§ **Goal of the exercise**
Print all the entries exactly.

§ **Materials provided**

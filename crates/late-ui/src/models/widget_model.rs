//! Widget model: a glanceable status line for the next meeting with a
//! one-press "send late notice" action.
//!
//! The widget only reads the preference store. It refetches every
//! `widget.poll_seconds`, and after a send holds the outcome for
//! `widget.send_feedback_seconds` before resetting and refetching.

use std::sync::mpsc;
use std::time::{Duration, Instant};

use chrono::{DateTime, Utc};
use late_calendar::{minutes_until, Event};
use late_core::{App, PreferenceStore, Preferences, RefreshState, WidgetConfig, RECONFIGURE};
use late_gmail::SendState;

use crate::services::{
    request_calendar_fetch_next_event, request_gmail_send_late_notice, CalendarServiceMessage,
    GmailServiceMessage, GoogleEndpoints, TokenSource,
};

/// How close the next meeting is, as the widget presents it.
#[derive(Debug, Clone, Copy, PartialEq, Eq)]
pub enum Urgency {
    /// First fetch still in flight.
    Loading,
    /// Session or calendar missing or rejected.
    Reconfigure,
    /// No upcoming meeting.
    Idle,
    Upcoming,
    /// Starts within `widget.urgent_minutes`.
    Imminent,
}

pub struct WidgetModel {
    prefs: PreferenceStore,
    config: WidgetConfig,
    max_results: u32,
    endpoints: GoogleEndpoints,
    calendar_tx: mpsc::Sender<CalendarServiceMessage>,
    calendar_rx: mpsc::Receiver<CalendarServiceMessage>,
    gmail_tx: mpsc::Sender<GmailServiceMessage>,
    gmail_rx: mpsc::Receiver<GmailServiceMessage>,
    state: RefreshState<Event>,
    session: Preferences,
    send_state: SendState,
    feedback_since: Option<Instant>,
    last_fetch: Option<Instant>,
}

impl WidgetModel {
    pub fn new(app: &App) -> Self {
        let (calendar_tx, calendar_rx) = mpsc::channel();
        let (gmail_tx, gmail_rx) = mpsc::channel();

        Self {
            prefs: app.prefs().clone(),
            config: app.config().widget.clone(),
            max_results: app.config().calendar.max_results,
            endpoints: GoogleEndpoints::from_config(app.config()),
            calendar_tx,
            calendar_rx,
            gmail_tx,
            gmail_rx,
            state: RefreshState::default(),
            session: Preferences::default(),
            send_state: SendState::Idle,
            feedback_since: None,
            last_fetch: None,
        }
    }

    pub fn state(&self) -> &RefreshState<Event> {
        &self.state
    }

    pub fn send_state(&self) -> SendState {
        self.send_state
    }

    /// Re-read the preferences and refetch the next event.
    pub fn refresh(&mut self, now: Instant) {
        self.session = self.prefs.load_or_default();
        self.last_fetch = Some(now);

        if !self.session.is_configured() {
            self.state.on_missing_config();
            return;
        }
        let (Some(token), Some(calendar_id)) =
            (self.session.token.clone(), self.session.calendar_id.clone())
        else {
            return;
        };

        self.state.begin_fetch();
        request_calendar_fetch_next_event(
            &self.calendar_tx,
            self.endpoints.clone(),
            TokenSource::Stored(token),
            calendar_id,
            self.max_results,
        );
    }

    /// Drive timers: end the send feedback hold, and poll when due.
    pub fn tick(&mut self, now: Instant) {
        if let Some(since) = self.feedback_since {
            if now.duration_since(since) >= Duration::from_secs(self.config.send_feedback_seconds) {
                self.feedback_since = None;
                self.send_state = SendState::Idle;
                self.refresh(now);
            }
            return;
        }

        if self.send_state == SendState::Sending {
            return;
        }

        let poll = Duration::from_secs(self.config.poll_seconds);
        let due = self
            .last_fetch
            .map_or(true, |last| now.duration_since(last) >= poll);
        if due {
            self.refresh(now);
        }
    }

    /// Whether the "Send email!" action is offered.
    pub fn can_send(&self) -> bool {
        self.send_state == SendState::Idle && self.state.current().is_some()
    }

    /// Send the late notice for the shown meeting. Returns false when the
    /// action is not available.
    pub fn send(&mut self) -> bool {
        if !self.can_send() {
            return false;
        }

        let (event, token, sender) = match (
            self.state.current(),
            &self.session.token,
            &self.session.email,
        ) {
            (Some(event), Some(token), Some(sender)) => (event.clone(), token.clone(), sender.clone()),
            _ => return false,
        };

        self.send_state = SendState::Sending;
        request_gmail_send_late_notice(
            &self.gmail_tx,
            self.endpoints.clone(),
            TokenSource::Stored(token),
            event,
            sender,
        );
        true
    }

    /// Drain pending results. Returns true if anything changed.
    pub fn poll_channel(&mut self, now: Instant) -> bool {
        let mut changed = false;
        while let Ok(msg) = self.calendar_rx.try_recv() {
            self.handle_calendar_message(msg);
            changed = true;
        }
        while let Ok(msg) = self.gmail_rx.try_recv() {
            self.handle_gmail_message(msg, now);
            changed = true;
        }
        changed
    }

    pub fn handle_calendar_message(&mut self, msg: CalendarServiceMessage) {
        match msg {
            CalendarServiceMessage::FetchNextEventDone(Ok(next)) => self.state.on_fetch_ok(next),
            CalendarServiceMessage::FetchNextEventDone(Err(e)) => {
                tracing::warn!("Widget fetch failed: {}", e);
                self.state.on_fetch_err();
            }
            CalendarServiceMessage::FetchCalendarsDone(_) => {}
        }
    }

    pub fn handle_gmail_message(&mut self, msg: GmailServiceMessage, now: Instant) {
        match msg {
            GmailServiceMessage::SendDone(result) => {
                self.send_state = match result {
                    Ok(()) => SendState::Sent,
                    Err(e) => {
                        tracing::warn!("Widget send failed: {}", e);
                        SendState::Failed
                    }
                };
                self.feedback_since = Some(now);
            }
        }
    }

    pub fn urgency(&self, now: DateTime<Utc>) -> Urgency {
        match &self.state {
            RefreshState::Uninitialized | RefreshState::Fetching => Urgency::Loading,
            RefreshState::Stale => Urgency::Reconfigure,
            RefreshState::Ready(None) => Urgency::Idle,
            RefreshState::Ready(Some(event)) => {
                let window = chrono::Duration::try_minutes(self.config.urgent_minutes);
                match (event.start.instant(), window) {
                    (Some(start), Some(window)) if start - now <= window => Urgency::Imminent,
                    _ => Urgency::Upcoming,
                }
            }
        }
    }

    /// Status line. Send feedback takes precedence over the meeting.
    pub fn label(&self, now: DateTime<Utc>) -> String {
        if let Some(feedback) = self.send_state.label() {
            return feedback.to_string();
        }

        match (self.urgency(now), self.state.current()) {
            (Urgency::Loading, _) => "Checking calendar...".to_string(),
            (Urgency::Reconfigure, _) => RECONFIGURE.to_string(),
            (Urgency::Imminent, Some(event)) => {
                let minutes = minutes_until(event, now).unwrap_or(0).max(0);
                format!("Meeting: {} in {} minute(s)!", event.summary, minutes)
            }
            (Urgency::Upcoming, Some(event)) => format!("Next meeting: {}", event.summary),
            _ => "No upcoming meetings".to_string(),
        }
    }
}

§ **Output for this exercise**
filename crates/late-ui/src/models/widget_model.rs
//! Widget model: a glanceable status line for the next meeting with a
//! one-press "send late notice" action.
//!
//! The widget only reads the preference store. It refetches every
//! `widget.poll_seconds`, and after a send holds the outcome for
//! `widget.send_feedback_seconds` before resetting and refetching.

use std::sync::mpsc;
use std::time::{Duration, Instant};

use chrono::{DateTime, Utc};
use late_calendar::{minutes_until, Event};
use late_core::{App, PreferenceStore, Preferences, RefreshState, WidgetConfig, RECONFIGURE};
use late_gmail::SendState;

use crate::services::{
    request_calendar_fetch_next_event, request_gmail_send_late_notice, CalendarServiceMessage,
    GmailServiceMessage, GoogleEndpoints, TokenSource,
};

/// How close the next meeting is, as the widget presents it.
#[derive(Debug, Clone, Copy, PartialEq, Eq)]
pub enum Urgency {
    /// First fetch still in flight.
    Loading,
    /// Session or calendar missing or rejected.
    Reconfigure,
    /// No upcoming meeting.
    Idle,
    Upcoming,
    /// Starts within `widget.urgent_minutes`.
    Imminent,
}

pub struct WidgetModel {
    prefs: PreferenceStore,
    config: WidgetConfig,
    max_results: u32,
    endpoints: GoogleEndpoints,
    calendar_tx: mpsc::Sender<CalendarServiceMessage>,
    calendar_rx: mpsc::Receiver<CalendarServiceMessage>,
    gmail_tx: mpsc::Sender<GmailServiceMessage>,
    gmail_rx: mpsc::Receiver<GmailServiceMessage>,
    state: RefreshState<Event>,
    session: Preferences,
    send_state: SendState,
    feedback_since: Option<Instant>,
    last_fetch: Option<Instant>,
}

impl WidgetModel {
    pub fn new(app: &App) -> Self {
        let (calendar_tx, calendar_rx) = mpsc::channel();
        let (gmail_tx, gmail_rx) = mpsc::channel();

        Self {
            prefs: app.prefs().clone(),
            config: app.config().widget.clone(),
            max_results: app.config().calendar.max_results,
            endpoints: GoogleEndpoints::from_config(app.config()),
            calendar_tx,
            calendar_rx,
            gmail_tx,
            gmail_rx,
            state: RefreshState::default(),
            session: Preferences::default(),
            send_state: SendState::Idle,
            feedback_since: None,
            last_fetch: None,
        }
    }

    pub fn state(&self) -> &RefreshState<Event> {
        &self.state
    }

    pub fn send_state(&self) -> SendState {
        self.send_state
    }

    /// Re-read the preferences and refetch the next event.
    pub fn refresh(&mut self, now: Instant) {
        self.session = self.prefs.load_or_default();
        self.last_fetch = Some(now);

        if !self.session.is_configured() {
            self.state.on_missing_config();
            return;
        }
        let (Some(token), Some(calendar_id)) =
            (self.session.token.clone(), self.session.calendar_id.clone())
        else {
            return;
        };

        self.state.begin_fetch();
        request_calendar_fetch_next_event(
            &self.calendar_tx,
            self.endpoints.clone(),
            TokenSource::Stored(token),
            calendar_id,
            self.max_results,
        );
    }

    /// Drive timers: end the send feedback hold, and poll when due.
    pub fn tick(&mut self, now: Instant) {
        if let Some(since) = self.feedback_since {
            if now.duration_since(since) >= Duration::from_secs(self.config.send_feedback_seconds) {
                self.feedback_since = None;
                self.send_state = SendState::Idle;
                self.refresh(now);
            }
            return;
        }

        if self.send_state == SendState::Sending {
            return;
        }

        let poll = Duration::from_secs(self.config.poll_seconds);
        let due = self
            .last_fetch
            .map_or(true, |last| now.duration_since(last) >= poll);
        if due {
            self.refresh(now);
        }
    }

    /// Whether the "Send email!" action is offered.
    pub fn can_send(&self) -> bool {
        self.send_state == SendState::Idle && self.state.current().is_some()
    }

    /// Send the late notice for the shown meeting. Returns false when the
    /// action is not available.
    pub fn send(&mut self) -> bool {
        if !self.can_send() {
            return false;
        }

        let (event, token, sender) = match (
            self.state.current(),
            &self.session.token,
            &self.session.email,
        ) {
            (Some(event), Some(token), Some(sender)) => (event.clone(), token.clone(), sender.clone()),
            _ => return false,
        };

        self.send_state = SendState::Sending;
        request_gmail_send_late_notice(
            &self.gmail_tx,
            self.endpoints.clone(),
            TokenSource::Stored(token),
            event,
            sender,
        );
        true
    }

    /// Drain pending results. Returns true if anything changed.
    pub fn poll_channel(&mut self, now: Instant) -> bool {
        let mut changed = false;
        while let Ok(msg) = self.calendar_rx.try_recv() {
            self.handle_calendar_message(msg);
            changed = true;
        }
        while let Ok(msg) = self.gmail_rx.try_recv() {
            self.handle_gmail_message(msg, now);
            changed = true;
        }
        changed
    }

    pub fn handle_calendar_message(&mut self, msg: CalendarServiceMessage) {
        match msg {
            CalendarServiceMessage::FetchNextEventDone(Ok(next)) => self.state.on_fetch_ok(next),
            CalendarServiceMessage::FetchNextEventDone(Err(e)) => {
                tracing::warn!("Widget fetch failed: {}", e);
                self.state.on_fetch_err();
            }
            CalendarServiceMessage::FetchCalendarsDone(_) => {}
        }
    }

    pub fn handle_gmail_message(&mut self, msg: GmailServiceMessage, now: Instant) {
        match msg {
            GmailServiceMessage::SendDone(result) => {
                self.send_state = match result {
                    Ok(()) => SendState::Sent,
                    Err(e) => {
                        tracing::warn!("Widget send failed: {}", e);
                        SendState::Failed
                    }
                };
                self.feedback_since = Some(now);
            }
        }
    }

    pub fn urgency(&self, now: DateTime<Utc>) -> Urgency {
        match &self.state {
            RefreshState::Uninitialized | RefreshState::Fetching => Urgency::Loading,
            RefreshState::Stale => Urgency::Reconfigure,
            RefreshState::Ready(None) => Urgency::Idle,
            RefreshState::Ready(Some(event)) => {
                let window = chrono::Duration::try_minutes(self.config.urgent_minutes);
                match (event.start.instant(), window) {
                    (Some(start), Some(window)) if start - now <= window => Urgency::Imminent,
                    _ => Urgency::Upcoming,
                }
            }
        }
    }

    /// Status line. Send feedback takes precedence over the meeting.
    pub fn label(&self, now: DateTime<Utc>) -> String {
        if let Some(feedback) = self.send_state.label() {
            return feedback.to_string();
        }

        match (self.urgency(now), self.state.current()) {
            (Urgency::Loading, _) => "Checking calendar...".to_string(),
            (Urgency::Reconfigure, _) => RECONFIGURE.to_string(),
            (Urgency::Imminent, Some(event)) => {
                let minutes = minutes_until(event, now).unwrap_or(0).max(0);
                format!("Meeting: {} in {} minute(s)!", event.summary, minutes)
            }
            (Urgency::Upcoming, Some(event)) => format!("Next meeting: {}", event.summary),
            _ => "No upcoming meetings".to_string(),
        }
    }
}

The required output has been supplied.